Stored data:
╔══

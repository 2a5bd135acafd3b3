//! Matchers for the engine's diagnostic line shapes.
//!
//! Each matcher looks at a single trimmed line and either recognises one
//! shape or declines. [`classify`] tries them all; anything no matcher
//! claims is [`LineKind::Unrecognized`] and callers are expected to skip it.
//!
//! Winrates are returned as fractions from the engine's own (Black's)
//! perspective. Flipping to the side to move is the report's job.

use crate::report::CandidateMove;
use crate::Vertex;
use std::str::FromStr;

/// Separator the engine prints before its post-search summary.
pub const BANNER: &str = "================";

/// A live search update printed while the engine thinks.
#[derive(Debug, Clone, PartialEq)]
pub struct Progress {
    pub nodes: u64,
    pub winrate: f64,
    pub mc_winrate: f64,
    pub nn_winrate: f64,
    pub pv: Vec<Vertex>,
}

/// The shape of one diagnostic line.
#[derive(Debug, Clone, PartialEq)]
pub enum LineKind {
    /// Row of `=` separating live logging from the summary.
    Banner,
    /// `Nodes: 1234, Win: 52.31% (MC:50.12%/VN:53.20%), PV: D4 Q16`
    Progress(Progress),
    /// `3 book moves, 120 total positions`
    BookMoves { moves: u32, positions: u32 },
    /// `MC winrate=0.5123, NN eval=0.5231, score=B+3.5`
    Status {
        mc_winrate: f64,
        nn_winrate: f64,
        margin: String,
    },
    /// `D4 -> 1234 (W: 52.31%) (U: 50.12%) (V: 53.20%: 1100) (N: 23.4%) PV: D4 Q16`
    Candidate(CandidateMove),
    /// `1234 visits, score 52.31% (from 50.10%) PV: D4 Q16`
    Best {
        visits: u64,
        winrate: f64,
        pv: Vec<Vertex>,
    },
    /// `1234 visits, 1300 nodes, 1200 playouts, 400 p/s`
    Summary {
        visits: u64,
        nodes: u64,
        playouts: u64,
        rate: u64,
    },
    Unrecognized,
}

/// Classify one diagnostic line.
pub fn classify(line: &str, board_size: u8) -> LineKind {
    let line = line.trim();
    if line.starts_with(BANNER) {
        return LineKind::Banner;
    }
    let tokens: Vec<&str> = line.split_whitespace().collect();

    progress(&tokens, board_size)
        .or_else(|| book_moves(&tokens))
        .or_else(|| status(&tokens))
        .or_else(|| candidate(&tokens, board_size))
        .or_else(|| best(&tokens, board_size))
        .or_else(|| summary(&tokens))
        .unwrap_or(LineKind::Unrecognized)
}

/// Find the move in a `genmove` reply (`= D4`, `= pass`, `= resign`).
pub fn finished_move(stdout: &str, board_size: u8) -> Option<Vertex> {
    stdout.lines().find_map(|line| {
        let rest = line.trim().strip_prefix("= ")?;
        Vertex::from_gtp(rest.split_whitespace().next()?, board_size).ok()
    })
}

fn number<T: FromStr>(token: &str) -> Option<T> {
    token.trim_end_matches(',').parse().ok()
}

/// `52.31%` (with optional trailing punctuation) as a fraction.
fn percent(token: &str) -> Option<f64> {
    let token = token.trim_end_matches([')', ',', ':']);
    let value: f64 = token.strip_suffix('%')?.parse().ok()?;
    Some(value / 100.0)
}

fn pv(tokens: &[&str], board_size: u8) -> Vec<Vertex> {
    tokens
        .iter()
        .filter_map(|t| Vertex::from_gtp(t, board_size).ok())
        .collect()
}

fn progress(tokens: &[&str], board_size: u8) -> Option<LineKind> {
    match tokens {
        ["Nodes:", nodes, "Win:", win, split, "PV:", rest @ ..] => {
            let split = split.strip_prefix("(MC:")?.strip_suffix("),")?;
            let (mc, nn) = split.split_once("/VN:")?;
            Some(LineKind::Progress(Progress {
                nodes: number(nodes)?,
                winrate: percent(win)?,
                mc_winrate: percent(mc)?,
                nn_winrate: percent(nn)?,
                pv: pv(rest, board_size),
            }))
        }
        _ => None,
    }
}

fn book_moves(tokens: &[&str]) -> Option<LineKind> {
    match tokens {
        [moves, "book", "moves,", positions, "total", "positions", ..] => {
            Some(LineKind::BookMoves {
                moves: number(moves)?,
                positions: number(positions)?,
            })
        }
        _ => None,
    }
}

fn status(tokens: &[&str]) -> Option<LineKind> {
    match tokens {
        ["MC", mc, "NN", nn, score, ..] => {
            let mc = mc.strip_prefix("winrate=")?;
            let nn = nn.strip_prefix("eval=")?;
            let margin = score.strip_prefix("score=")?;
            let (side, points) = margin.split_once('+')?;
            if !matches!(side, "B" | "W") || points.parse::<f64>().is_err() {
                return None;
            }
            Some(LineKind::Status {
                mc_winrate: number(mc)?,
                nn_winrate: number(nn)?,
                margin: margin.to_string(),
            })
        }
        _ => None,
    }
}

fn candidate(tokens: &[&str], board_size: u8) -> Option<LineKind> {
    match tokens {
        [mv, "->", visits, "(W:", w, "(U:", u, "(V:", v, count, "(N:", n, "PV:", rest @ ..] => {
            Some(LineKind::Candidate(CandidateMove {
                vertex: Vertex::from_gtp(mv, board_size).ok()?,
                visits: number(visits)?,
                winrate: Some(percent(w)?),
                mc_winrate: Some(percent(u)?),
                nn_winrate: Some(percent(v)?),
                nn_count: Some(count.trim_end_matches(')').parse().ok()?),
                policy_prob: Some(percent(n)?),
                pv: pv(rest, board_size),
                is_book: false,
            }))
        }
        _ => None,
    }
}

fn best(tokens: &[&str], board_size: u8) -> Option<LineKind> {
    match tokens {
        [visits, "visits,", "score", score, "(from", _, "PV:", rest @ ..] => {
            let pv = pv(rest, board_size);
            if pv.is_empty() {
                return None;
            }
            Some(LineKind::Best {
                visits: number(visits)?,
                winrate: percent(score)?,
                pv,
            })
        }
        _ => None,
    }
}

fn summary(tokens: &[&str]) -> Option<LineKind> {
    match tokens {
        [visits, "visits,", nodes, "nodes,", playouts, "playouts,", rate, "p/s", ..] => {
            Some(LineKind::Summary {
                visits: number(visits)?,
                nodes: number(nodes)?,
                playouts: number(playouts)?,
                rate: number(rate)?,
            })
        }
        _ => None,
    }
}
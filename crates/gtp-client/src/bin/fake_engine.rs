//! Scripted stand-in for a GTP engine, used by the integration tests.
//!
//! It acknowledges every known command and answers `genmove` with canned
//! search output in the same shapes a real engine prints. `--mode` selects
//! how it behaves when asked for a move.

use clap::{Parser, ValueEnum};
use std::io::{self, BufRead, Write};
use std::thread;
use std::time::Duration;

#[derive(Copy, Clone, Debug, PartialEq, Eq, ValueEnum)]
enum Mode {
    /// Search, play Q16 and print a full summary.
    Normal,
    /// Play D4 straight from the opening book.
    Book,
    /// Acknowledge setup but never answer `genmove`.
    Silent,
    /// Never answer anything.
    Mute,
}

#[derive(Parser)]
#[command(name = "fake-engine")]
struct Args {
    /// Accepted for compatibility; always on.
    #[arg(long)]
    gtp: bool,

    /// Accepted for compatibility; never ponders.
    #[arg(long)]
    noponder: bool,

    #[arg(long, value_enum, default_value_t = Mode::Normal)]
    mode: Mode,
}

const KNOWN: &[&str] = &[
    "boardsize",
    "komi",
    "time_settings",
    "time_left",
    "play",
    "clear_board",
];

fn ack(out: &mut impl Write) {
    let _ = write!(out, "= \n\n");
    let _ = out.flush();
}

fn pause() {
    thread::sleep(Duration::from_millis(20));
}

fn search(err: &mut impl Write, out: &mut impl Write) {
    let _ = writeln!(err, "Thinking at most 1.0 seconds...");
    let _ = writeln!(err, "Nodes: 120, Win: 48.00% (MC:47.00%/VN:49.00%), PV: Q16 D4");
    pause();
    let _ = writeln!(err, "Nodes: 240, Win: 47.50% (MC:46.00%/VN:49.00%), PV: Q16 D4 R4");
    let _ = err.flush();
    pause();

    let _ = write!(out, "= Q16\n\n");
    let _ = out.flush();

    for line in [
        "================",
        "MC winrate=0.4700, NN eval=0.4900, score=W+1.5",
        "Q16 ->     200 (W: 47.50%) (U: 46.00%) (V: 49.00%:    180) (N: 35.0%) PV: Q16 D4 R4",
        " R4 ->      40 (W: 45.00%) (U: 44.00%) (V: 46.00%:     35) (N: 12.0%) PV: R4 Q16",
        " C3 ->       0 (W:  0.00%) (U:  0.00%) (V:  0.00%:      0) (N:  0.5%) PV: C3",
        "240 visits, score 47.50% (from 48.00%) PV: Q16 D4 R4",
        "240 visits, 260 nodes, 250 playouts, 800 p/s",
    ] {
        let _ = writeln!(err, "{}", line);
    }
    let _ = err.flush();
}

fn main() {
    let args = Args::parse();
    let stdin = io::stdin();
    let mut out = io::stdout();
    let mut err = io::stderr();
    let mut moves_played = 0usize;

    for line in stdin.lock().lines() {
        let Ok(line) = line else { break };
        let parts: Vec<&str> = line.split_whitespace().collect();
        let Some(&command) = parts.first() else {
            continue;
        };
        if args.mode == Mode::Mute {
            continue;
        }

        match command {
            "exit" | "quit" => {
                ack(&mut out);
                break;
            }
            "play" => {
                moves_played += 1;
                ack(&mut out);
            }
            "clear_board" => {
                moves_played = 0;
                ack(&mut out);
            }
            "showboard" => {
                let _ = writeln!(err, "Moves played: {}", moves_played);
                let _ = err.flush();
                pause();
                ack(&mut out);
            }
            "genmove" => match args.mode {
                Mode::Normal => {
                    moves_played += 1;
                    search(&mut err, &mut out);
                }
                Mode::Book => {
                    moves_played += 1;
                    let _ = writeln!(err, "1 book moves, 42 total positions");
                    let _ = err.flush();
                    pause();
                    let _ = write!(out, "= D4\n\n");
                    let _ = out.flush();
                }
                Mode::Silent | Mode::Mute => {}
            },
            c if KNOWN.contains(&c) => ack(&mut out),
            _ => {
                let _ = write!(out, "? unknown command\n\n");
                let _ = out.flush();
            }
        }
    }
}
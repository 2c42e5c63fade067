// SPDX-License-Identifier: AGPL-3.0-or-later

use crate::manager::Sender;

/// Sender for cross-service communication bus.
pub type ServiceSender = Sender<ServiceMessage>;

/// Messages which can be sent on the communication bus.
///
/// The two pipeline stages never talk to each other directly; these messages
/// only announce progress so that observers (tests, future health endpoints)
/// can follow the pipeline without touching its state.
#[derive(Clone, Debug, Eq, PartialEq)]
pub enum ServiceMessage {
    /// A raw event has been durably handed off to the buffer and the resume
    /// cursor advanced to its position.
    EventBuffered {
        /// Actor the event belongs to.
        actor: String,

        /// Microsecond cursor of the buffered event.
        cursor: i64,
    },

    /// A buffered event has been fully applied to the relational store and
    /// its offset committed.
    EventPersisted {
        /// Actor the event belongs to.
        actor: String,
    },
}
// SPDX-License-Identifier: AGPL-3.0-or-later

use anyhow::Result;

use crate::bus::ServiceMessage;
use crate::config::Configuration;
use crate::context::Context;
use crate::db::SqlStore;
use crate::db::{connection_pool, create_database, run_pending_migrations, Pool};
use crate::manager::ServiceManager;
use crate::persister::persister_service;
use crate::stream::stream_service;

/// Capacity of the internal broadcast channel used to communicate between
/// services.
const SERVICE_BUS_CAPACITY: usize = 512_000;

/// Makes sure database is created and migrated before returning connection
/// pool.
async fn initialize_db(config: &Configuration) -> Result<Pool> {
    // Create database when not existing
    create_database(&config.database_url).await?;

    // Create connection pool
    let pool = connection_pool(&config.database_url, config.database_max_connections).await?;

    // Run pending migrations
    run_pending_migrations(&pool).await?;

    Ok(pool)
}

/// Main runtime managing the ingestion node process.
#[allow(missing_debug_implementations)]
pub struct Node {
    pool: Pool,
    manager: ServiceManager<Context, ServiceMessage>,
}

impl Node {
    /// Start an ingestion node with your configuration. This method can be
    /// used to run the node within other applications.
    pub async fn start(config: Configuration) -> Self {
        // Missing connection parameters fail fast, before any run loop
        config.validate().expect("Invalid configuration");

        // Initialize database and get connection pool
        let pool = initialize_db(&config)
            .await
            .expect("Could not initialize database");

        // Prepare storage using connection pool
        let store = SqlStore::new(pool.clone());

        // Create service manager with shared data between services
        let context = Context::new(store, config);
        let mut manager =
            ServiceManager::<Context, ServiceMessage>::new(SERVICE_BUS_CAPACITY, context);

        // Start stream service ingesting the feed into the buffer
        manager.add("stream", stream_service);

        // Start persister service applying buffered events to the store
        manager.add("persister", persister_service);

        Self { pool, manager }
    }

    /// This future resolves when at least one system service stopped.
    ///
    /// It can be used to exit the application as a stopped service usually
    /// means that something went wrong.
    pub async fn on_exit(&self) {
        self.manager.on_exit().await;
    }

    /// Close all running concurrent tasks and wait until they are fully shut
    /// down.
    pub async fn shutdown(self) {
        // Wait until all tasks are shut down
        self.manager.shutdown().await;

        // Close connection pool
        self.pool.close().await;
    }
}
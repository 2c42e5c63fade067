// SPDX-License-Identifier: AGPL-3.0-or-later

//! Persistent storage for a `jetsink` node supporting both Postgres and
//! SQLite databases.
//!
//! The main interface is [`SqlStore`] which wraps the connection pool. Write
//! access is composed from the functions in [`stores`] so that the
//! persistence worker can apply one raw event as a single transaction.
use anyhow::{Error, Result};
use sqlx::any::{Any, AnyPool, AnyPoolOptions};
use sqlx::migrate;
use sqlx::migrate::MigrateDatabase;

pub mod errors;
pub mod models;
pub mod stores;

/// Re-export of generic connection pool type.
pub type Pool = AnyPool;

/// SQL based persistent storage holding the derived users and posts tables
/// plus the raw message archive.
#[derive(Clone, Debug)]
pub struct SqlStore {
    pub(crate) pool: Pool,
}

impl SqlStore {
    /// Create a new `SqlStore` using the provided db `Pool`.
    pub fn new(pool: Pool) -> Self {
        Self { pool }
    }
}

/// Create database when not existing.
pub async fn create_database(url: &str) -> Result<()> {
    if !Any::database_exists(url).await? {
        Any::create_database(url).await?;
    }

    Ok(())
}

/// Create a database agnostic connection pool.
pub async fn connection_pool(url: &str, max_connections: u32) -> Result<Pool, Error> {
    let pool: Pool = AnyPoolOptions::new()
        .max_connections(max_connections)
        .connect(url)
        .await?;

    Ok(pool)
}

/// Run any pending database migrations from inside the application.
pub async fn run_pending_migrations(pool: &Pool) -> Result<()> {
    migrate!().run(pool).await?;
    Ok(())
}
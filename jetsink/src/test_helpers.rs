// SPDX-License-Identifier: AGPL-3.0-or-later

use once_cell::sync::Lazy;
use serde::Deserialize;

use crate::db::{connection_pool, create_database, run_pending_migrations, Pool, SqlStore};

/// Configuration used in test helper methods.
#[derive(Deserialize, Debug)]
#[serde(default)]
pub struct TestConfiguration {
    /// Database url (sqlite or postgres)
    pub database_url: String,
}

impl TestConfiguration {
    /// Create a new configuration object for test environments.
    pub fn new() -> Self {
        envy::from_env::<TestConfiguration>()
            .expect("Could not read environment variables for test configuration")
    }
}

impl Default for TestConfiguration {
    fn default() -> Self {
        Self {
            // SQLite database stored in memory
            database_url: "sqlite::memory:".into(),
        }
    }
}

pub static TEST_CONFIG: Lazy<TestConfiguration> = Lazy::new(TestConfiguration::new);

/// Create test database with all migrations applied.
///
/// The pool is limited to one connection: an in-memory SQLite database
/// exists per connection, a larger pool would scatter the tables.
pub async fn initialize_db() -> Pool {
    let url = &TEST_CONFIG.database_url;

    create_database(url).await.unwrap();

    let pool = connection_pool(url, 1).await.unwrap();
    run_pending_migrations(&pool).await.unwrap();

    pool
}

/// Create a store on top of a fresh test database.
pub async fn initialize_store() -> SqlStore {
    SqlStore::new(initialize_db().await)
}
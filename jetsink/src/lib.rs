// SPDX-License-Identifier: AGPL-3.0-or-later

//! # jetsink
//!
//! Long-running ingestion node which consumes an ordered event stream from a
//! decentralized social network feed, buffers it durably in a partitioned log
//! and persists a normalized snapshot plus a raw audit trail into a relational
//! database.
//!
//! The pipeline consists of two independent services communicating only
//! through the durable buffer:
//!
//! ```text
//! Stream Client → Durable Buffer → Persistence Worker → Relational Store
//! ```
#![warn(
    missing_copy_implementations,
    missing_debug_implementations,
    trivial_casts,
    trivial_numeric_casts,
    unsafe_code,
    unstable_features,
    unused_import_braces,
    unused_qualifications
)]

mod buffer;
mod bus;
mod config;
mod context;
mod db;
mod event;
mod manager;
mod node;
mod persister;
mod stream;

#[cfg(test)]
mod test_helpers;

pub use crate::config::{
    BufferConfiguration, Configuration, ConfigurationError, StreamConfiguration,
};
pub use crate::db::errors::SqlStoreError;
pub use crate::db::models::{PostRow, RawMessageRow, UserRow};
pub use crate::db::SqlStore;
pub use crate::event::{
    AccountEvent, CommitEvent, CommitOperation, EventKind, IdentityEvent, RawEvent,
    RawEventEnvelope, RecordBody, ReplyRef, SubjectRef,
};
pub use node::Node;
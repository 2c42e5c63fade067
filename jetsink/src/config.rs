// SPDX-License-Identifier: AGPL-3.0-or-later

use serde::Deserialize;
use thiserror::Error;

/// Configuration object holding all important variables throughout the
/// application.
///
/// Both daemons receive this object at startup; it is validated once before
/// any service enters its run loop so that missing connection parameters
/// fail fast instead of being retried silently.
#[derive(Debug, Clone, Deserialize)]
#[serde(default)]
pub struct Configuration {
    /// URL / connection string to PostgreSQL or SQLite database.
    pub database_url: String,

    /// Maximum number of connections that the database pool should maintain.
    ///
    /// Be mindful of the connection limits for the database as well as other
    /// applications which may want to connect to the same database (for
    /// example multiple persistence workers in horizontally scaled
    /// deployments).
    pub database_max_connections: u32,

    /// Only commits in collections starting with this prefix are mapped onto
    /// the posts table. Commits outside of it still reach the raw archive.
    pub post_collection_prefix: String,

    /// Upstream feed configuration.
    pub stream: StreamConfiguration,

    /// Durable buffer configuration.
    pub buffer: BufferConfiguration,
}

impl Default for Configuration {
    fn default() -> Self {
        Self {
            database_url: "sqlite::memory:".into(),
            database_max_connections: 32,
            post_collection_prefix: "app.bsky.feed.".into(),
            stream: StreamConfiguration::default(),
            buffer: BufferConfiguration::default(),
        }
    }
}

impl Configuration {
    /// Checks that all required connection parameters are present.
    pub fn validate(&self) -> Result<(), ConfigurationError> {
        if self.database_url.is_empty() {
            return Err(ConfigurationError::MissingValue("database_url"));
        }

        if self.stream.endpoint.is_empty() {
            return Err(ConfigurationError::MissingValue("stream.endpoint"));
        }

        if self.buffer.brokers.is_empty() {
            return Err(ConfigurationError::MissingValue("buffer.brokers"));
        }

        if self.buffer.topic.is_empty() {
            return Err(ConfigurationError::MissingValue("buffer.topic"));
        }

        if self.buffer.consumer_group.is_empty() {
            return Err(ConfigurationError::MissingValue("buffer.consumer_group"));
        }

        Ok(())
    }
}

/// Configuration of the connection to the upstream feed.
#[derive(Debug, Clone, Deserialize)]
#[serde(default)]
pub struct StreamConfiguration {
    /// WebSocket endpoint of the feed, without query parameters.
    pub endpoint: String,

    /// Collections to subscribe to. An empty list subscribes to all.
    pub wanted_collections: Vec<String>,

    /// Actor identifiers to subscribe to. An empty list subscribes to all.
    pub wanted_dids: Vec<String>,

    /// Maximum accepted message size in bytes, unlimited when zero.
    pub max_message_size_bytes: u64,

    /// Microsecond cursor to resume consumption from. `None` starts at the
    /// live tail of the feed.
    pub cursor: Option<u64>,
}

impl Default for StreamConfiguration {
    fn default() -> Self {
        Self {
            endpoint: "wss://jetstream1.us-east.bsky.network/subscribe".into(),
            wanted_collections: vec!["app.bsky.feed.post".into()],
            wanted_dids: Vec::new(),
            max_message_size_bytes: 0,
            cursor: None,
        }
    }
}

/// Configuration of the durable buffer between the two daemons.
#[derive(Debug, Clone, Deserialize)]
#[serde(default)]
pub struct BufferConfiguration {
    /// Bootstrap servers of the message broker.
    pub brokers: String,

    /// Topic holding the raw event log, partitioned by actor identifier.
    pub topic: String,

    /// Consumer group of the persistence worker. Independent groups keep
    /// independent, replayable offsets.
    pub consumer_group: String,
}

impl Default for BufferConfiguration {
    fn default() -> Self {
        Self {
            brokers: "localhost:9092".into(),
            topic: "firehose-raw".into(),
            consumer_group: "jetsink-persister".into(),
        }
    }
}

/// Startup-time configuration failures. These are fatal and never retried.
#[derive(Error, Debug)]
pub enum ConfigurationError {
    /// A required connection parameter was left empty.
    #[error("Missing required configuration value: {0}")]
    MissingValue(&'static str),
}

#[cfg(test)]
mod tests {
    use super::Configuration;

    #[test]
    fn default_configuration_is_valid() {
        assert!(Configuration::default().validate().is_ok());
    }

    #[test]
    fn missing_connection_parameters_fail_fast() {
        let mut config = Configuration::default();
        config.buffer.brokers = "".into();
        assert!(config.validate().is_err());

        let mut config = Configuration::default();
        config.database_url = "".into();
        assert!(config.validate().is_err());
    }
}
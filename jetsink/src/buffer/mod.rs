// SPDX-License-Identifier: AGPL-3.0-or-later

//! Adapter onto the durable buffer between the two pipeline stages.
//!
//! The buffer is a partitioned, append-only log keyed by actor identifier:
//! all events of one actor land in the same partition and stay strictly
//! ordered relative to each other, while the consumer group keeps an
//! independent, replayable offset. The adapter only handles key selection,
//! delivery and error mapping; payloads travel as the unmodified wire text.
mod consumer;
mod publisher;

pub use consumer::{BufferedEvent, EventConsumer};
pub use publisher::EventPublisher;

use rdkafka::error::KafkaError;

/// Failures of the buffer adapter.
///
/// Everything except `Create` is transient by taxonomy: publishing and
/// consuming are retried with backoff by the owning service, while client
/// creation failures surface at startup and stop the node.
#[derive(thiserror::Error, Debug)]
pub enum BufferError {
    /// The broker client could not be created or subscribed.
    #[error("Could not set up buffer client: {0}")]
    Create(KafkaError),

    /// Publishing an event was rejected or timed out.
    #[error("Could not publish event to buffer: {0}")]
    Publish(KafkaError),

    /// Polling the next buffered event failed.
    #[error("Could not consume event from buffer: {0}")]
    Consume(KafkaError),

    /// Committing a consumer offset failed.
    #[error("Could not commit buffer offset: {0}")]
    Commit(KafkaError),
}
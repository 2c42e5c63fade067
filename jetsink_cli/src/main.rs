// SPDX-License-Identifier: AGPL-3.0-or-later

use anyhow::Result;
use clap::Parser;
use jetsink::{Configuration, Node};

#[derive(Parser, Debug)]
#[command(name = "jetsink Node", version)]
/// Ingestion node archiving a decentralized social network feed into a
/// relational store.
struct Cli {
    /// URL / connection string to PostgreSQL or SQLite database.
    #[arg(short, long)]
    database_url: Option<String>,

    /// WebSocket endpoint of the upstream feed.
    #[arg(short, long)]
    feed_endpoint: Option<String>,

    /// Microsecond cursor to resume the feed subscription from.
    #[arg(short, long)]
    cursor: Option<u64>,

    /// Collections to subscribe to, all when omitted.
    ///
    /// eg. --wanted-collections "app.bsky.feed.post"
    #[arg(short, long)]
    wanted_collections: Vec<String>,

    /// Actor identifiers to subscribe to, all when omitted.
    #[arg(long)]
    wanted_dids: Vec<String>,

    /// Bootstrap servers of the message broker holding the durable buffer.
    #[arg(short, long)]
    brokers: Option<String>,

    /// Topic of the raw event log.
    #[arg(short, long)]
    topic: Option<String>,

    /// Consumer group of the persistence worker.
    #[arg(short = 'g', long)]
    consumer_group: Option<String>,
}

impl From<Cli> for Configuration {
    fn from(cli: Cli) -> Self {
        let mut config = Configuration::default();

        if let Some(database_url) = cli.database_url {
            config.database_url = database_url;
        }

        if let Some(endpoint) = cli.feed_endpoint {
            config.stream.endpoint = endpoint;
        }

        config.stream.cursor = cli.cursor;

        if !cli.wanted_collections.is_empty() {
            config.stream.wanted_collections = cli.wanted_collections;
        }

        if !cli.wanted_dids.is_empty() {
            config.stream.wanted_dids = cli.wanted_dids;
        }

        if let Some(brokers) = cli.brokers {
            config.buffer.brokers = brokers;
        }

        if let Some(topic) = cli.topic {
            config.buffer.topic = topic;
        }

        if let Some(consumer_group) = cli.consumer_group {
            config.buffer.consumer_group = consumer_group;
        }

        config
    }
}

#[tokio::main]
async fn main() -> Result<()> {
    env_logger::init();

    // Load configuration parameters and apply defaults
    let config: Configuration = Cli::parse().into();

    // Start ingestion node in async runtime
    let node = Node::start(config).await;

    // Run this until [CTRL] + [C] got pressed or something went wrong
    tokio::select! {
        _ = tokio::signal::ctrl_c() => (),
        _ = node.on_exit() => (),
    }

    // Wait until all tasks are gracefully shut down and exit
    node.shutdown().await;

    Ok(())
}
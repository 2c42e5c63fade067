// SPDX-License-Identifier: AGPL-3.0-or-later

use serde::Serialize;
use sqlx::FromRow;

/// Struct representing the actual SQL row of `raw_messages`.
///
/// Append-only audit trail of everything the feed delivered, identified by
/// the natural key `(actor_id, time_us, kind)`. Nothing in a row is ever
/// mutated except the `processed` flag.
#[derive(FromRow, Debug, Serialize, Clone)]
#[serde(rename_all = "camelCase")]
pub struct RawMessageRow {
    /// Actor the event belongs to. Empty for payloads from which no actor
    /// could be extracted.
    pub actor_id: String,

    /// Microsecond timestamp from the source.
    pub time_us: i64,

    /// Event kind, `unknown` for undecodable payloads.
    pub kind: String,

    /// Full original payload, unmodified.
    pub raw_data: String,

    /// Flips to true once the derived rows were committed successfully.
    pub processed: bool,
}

╚══

Every line in the records above with the string "unmodified" in it should be shown.

//! delivery and error mapping; payloads travel as the unmodified wire text.
    /// Full original payload, unmodified.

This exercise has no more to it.